L A maladie d'Alzheimer (MA) est une affection que l'on diagnostique au stade de démence, lorsque les troubles cognitifs et du comportement sont suffisamment sévères pour retentir sur les activités de la vie quotidienne, et donc entraîner une diminution de l'autonomie du sujet. Cependant, même à ce stade, 50 % des patients atteints ne sont pas reconnus. C'est ce qui ressort de l'enquête épidémiologique PAQUID, menée actuellement sur la population générale de la région Aquitaine. L'atteinte cognitive légère ou Mind Cognitive Impairment (MCI) regroupe des entités variables, d'étiologies diverses. Un certain nombre d'entre elles sont des maladies d'Alzheimer au stade prédémentiel. D'autres sont des troubles cognitifs liés à l'âge ou à des affections générales (HTA, diabète). Toutes ont en commun l'existence d'une baisse des performances cognitives, mais ces dernières ne sont pas suffisamment sévères pour qu'on puisse les caractériser comme MA.
Difficultés d'orientation temporelle ou spatiale
Plus de 50 % des sujets de plus de 55 ans se plaignent de troubles de la mémoire. Aujourd'hui, des tests comme le MMS (Mini Mental Status) et l'épreuve des cinq mots permettent au médecin généraliste d'orienter les patients vers des consultations de mémoire, en cas de doute diagnostique. C'est le cas si le patient présente des difficultés d'orientation temporelle, d'orientation spatiale, un trouble du rappel des 3 mots et des difficultés à compter à l'envers au MMS, une échelle en 30 points. Quant à l'épreuve des cinq mots, elle consiste à faire répéter au patient une liste de mots. Afin d'éliminer un trouble du rappel lié à une perturbation attentionnelle qui peut se voir en cas de dépression, on lui fournit des indices de récupération.
Lors de la consultation de mémoire, des tests vont mettre en évidence un syndrome amnésique hippocampique, qui reste prépondérant tout au long de l'évolution de la maladie. Il se caractérise par un rappel libre effondré (le patient rappelle librement peu de mots), une aide très partielle et très modérée de l'indiçage (il ne normalise pas ses performances avec les indices qui lui sont donnés), et la présence de nombreuses intrusions (il produit des items prototypiques). A ce stade, les lésions sont plus diffuses et d'autres secteurs cognitifs sont perturbés, avec des troubles du langage (manque du mot, paraphasie sémantique en situation de dénomination) et des troubles praxiques (gestuels, visoconstructifs). Des modifications du comportement et surtout un retentissement sur les activités de la vie quotidienne sont également présents. Le diagnostic de MA repose sur ces tests et les questionnaires de l'entourage.
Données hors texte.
use std::collections::BTreeSet;

use chrono::{Duration, NaiveDate};

/// Consecutive logged days counted back from `today`. A today without
/// readings yet does not break a run that reached yesterday.
pub fn streak<I>(logged_days: I, today: NaiveDate) -> u32
where
    I: IntoIterator<Item = NaiveDate>,
{
    let days: BTreeSet<NaiveDate> = logged_days.into_iter().collect();

    let mut cursor = if days.contains(&today) {
        today
    } else {
        today - Duration::days(1)
    };

    let mut count = 0;
    while days.contains(&cursor) {
        count += 1;
        cursor -= Duration::days(1);
    }
    count
}

#[derive(Debug, Clone, Copy, PartialEq, Eq)]
pub enum StreakBadge {
    ThreeDays,
    OneWeek,
    TwoWeeks,
    OneMonth,
}

impl StreakBadge {
    pub const ALL: [StreakBadge; 4] = [
        StreakBadge::ThreeDays,
        StreakBadge::OneWeek,
        StreakBadge::TwoWeeks,
        StreakBadge::OneMonth,
    ];

    pub fn required_days(self) -> u32 {
        match self {
            StreakBadge::ThreeDays => 3,
            StreakBadge::OneWeek => 7,
            StreakBadge::TwoWeeks => 14,
            StreakBadge::OneMonth => 30,
        }
    }

    pub fn title(self) -> &'static str {
        match self {
            StreakBadge::ThreeDays => "Getting Started",
            StreakBadge::OneWeek => "Week Warrior",
            StreakBadge::TwoWeeks => "Consistency Champion",
            StreakBadge::OneMonth => "Monthly Master",
        }
    }
}

pub fn earned_badges(streak_days: u32) -> Vec<StreakBadge> {
    StreakBadge::ALL
        .into_iter()
        .filter(|badge| streak_days >= badge.required_days())
        .collect()
}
Les examens complémentaires consistent en un scanner - pour éliminer une autre cause de détérioration cognitive, comme les accidents vasculaires multiples - qui est normal ou montre une petite atrophie non spécifique et un bilan biologique (NFS, VS) pour éliminer une maladie du sang, une hypothyroïdie, une carence en folates ou en vitamine B12, etc.
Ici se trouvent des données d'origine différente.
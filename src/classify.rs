use serde::Serialize;

use crate::models::ClassifiedLevel;

pub const DEFAULT_HYPO_THRESHOLD: i32 = 70;
pub const DEFAULT_TARGET_LOW: i32 = 70;
pub const DEFAULT_TARGET_HIGH: i32 = 140;
pub const DEFAULT_HYPER_THRESHOLD: i32 = 180;

/// Per-user glucose limits in mg/dL.
///
/// `target_low`, `target_high` and `hyper_threshold` drive band
/// classification. `hypo_threshold` and `hyper_threshold` drive alerting.
#[derive(Debug, Clone, Copy, PartialEq, Eq, Serialize)]
pub struct GlucoseThresholds {
    pub hypo_threshold: i32,
    pub target_low: i32,
    pub target_high: i32,
    pub hyper_threshold: i32,
}

impl Default for GlucoseThresholds {
    fn default() -> Self {
        Self {
            hypo_threshold: DEFAULT_HYPO_THRESHOLD,
            target_low: DEFAULT_TARGET_LOW,
            target_high: DEFAULT_TARGET_HIGH,
            hyper_threshold: DEFAULT_HYPER_THRESHOLD,
        }
    }
}

#[derive(Debug, Clone, PartialEq, Eq, thiserror::Error)]
pub enum ThresholdError {
    #[error("hypo threshold {hypo} must not exceed target low {target_low}")]
    HypoAboveTargetLow { hypo: i32, target_low: i32 },

    #[error("target low {target_low} must be below target high {target_high}")]
    EmptyTargetRange { target_low: i32, target_high: i32 },

    #[error("target high {target_high} must not exceed hyper threshold {hyper}")]
    TargetHighAboveHyper { target_high: i32, hyper: i32 },
}

impl GlucoseThresholds {
    /// Checks `hypo <= target_low < target_high <= hyper`.
    pub fn validate(&self) -> Result<(), ThresholdError> {
        if self.hypo_threshold > self.target_low {
            return Err(ThresholdError::HypoAboveTargetLow {
                hypo: self.hypo_threshold,
                target_low: self.target_low,
            });
        }
        if self.target_low >= self.target_high {
            return Err(ThresholdError::EmptyTargetRange {
                target_low: self.target_low,
                target_high: self.target_high,
            });
        }
        if self.target_high > self.hyper_threshold {
            return Err(ThresholdError::TargetHighAboveHyper {
                target_high: self.target_high,
                hyper: self.hyper_threshold,
            });
        }
        Ok(())
    }
}

/// Partially configured thresholds, as stored on a user profile.
#[derive(Debug, Clone, Copy, Default, PartialEq, Eq)]
pub struct ThresholdOverrides {
    pub hypo_threshold: Option<i32>,
    pub target_low: Option<i32>,
    pub target_high: Option<i32>,
    pub hyper_threshold: Option<i32>,
}

impl ThresholdOverrides {
    /// Each missing field falls back to its own default.
    pub fn resolve(&self) -> GlucoseThresholds {
        let defaults = GlucoseThresholds::default();
        GlucoseThresholds {
            hypo_threshold: self.hypo_threshold.unwrap_or(defaults.hypo_threshold),
            target_low: self.target_low.unwrap_or(defaults.target_low),
            target_high: self.target_high.unwrap_or(defaults.target_high),
            hyper_threshold: self.hyper_threshold.unwrap_or(defaults.hyper_threshold),
        }
    }

    /// Layers `self` over `base`, keeping base values for unset fields.
    pub fn apply_to(&self, base: GlucoseThresholds) -> GlucoseThresholds {
        GlucoseThresholds {
            hypo_threshold: self.hypo_threshold.unwrap_or(base.hypo_threshold),
            target_low: self.target_low.unwrap_or(base.target_low),
            target_high: self.target_high.unwrap_or(base.target_high),
            hyper_threshold: self.hyper_threshold.unwrap_or(base.hyper_threshold),
        }
    }
}

/// Maps a glucose value onto one of the four bands. Cut points belong to the
/// less severe band. Non-finite input is not guarded.
pub fn classify(value: f64, thresholds: &GlucoseThresholds) -> ClassifiedLevel {
    if value < f64::from(thresholds.target_low) {
        ClassifiedLevel::Low
    } else if value <= f64::from(thresholds.target_high) {
        ClassifiedLevel::Normal
    } else if value <= f64::from(thresholds.hyper_threshold) {
        ClassifiedLevel::High
    } else {
        ClassifiedLevel::VeryHigh
    }
}

#[derive(Debug, Clone, Copy, PartialEq, Eq)]
pub enum GlucoseAlert {
    Hypo,
    Hyper,
}

/// Alert check against the hypo/hyper limits, independent of banding.
pub fn alert(value: f64, thresholds: &GlucoseThresholds) -> Option<GlucoseAlert> {
    if value < f64::from(thresholds.hypo_threshold) {
        Some(GlucoseAlert::Hypo)
    } else if value > f64::from(thresholds.hyper_threshold) {
        Some(GlucoseAlert::Hyper)
    } else {
        None
    }
}

#[cfg(test)]
mod tests {
    use super::*;

    fn custom() -> GlucoseThresholds {
        GlucoseThresholds {
            hypo_threshold: 60,
            target_low: 80,
            target_high: 160,
            hyper_threshold: 220,
        }
    }

    #[test]
    fn default_cut_points() {
        let t = GlucoseThresholds::default();
        assert_eq!(classify(69.0, &t), ClassifiedLevel::Low);
        assert_eq!(classify(70.0, &t), ClassifiedLevel::Normal);
        assert_eq!(classify(140.0, &t), ClassifiedLevel::Normal);
        assert_eq!(classify(141.0, &t), ClassifiedLevel::High);
        assert_eq!(classify(180.0, &t), ClassifiedLevel::High);
        assert_eq!(classify(181.0, &t), ClassifiedLevel::VeryHigh);
    }

    #[test]
    fn custom_cut_points_stay_on_the_less_severe_side() {
        let t = custom();
        assert_eq!(classify(79.0, &t), ClassifiedLevel::Low);
        assert_eq!(classify(80.0, &t), ClassifiedLevel::Normal);
        assert_eq!(classify(160.0, &t), ClassifiedLevel::Normal);
        assert_eq!(classify(161.0, &t), ClassifiedLevel::High);
        assert_eq!(classify(220.0, &t), ClassifiedLevel::High);
        assert_eq!(classify(221.0, &t), ClassifiedLevel::VeryHigh);
        assert_eq!(classify(160.0001, &t), ClassifiedLevel::High);
    }

    #[test]
    fn hypo_threshold_does_not_affect_banding() {
        let t = custom();
        assert_eq!(classify(65.0, &t), ClassifiedLevel::Low);
        assert_eq!(alert(65.0, &t), None);
        assert_eq!(alert(59.0, &t), Some(GlucoseAlert::Hypo));
    }

    #[test]
    fn implausible_values_still_classify() {
        let t = GlucoseThresholds::default();
        assert_eq!(classify(-20.0, &t), ClassifiedLevel::Low);
        assert_eq!(classify(0.0, &t), ClassifiedLevel::Low);
        assert_eq!(classify(2_000.0, &t), ClassifiedLevel::VeryHigh);
    }

    #[test]
    fn bands_are_monotonic_in_value() {
        let t = custom();
        let mut previous = classify(-100.0, &t);
        let mut value = -100.0;
        while value < 400.0 {
            let level = classify(value, &t);
            assert!(level >= previous, "band went down at {value}");
            previous = level;
            value += 0.5;
        }
    }

    #[test]
    fn alert_limits_are_exclusive() {
        let t = GlucoseThresholds::default();
        assert_eq!(alert(70.0, &t), None);
        assert_eq!(alert(69.9, &t), Some(GlucoseAlert::Hypo));
        assert_eq!(alert(180.0, &t), None);
        assert_eq!(alert(180.5, &t), Some(GlucoseAlert::Hyper));
    }

    #[test]
    fn overrides_default_each_field_independently() {
        let overrides = ThresholdOverrides {
            target_high: Some(150),
            ..ThresholdOverrides::default()
        };
        let resolved = overrides.resolve();
        assert_eq!(resolved.hypo_threshold, 70);
        assert_eq!(resolved.target_low, 70);
        assert_eq!(resolved.target_high, 150);
        assert_eq!(resolved.hyper_threshold, 180);
        assert_eq!(ThresholdOverrides::default().resolve(), GlucoseThresholds::default());
    }

    #[test]
    fn validation_rejects_misordered_limits() {
        assert!(GlucoseThresholds::default().validate().is_ok());
        assert!(custom().validate().is_ok());

        let inverted = GlucoseThresholds {
            target_low: 150,
            target_high: 140,
            ..GlucoseThresholds::default()
        };
        assert_eq!(
            inverted.validate(),
            Err(ThresholdError::EmptyTargetRange {
                target_low: 150,
                target_high: 140
            })
        );

        let hypo_high = GlucoseThresholds {
            hypo_threshold: 75,
            ..GlucoseThresholds::default()
        };
        assert!(matches!(
            hypo_high.validate(),
            Err(ThresholdError::HypoAboveTargetLow { .. })
        ));

        let hyper_low = GlucoseThresholds {
            hyper_threshold: 130,
            ..GlucoseThresholds::default()
        };
        assert!(matches!(
            hyper_low.validate(),
            Err(ThresholdError::TargetHighAboveHyper { .. })
        ));
    }
}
Eliminer les principaux diagnostics différentiels
Dans l'avenir, pour résoudre des cas complexes (plus de 10 % des sujets de moins de 60 ans ayant une MA ont une activité professionnelle), le centre expert ou académique doté de moyens d'investigation plus sophistiqués dans le domaine de la pluridisciplinarité devrait permettre de préciser le diagnostic. En effet, il existe des maladies très proches de la MA dans leur expression symptomatique, mais très différentes quant à leur pronostic et à leur prise en charge : dégénérescence cérébrale focale, démence fronto-temporale, atrophie corticale postérieure, aphasie progressive. Seront alors proposés un examen du langage approfondi, une exploration des fonctions frontales, une mesure volumique des structures de l'hippocampe, un SPECT permettant de montrer des zones d'hypoperfusion localisées, voire un prélèvement génétique, en cas de forme familiale.
Des médicaments dont on sait qu'ils pourraient avoir une action sur le ralentissement de la maladie sont en cours de développement. Sachant que la MA commence probablement vingt ans avant le début des premiers symptômes, il est nécessaire de définir des algorithmes de diagnostic précoce, afin de pouvoir mettre en route ces traitements le plus rapidement possible. En effet, il a été montré que si l'on pouvait retarder le début des troubles, ne serait-ce que de cinq ans, la prévalence de la maladie diminuait de 50 %.
D'après un entretien avec le Dr Bruno Dubois, hôpital Pitié-Salpêtrière, Paris.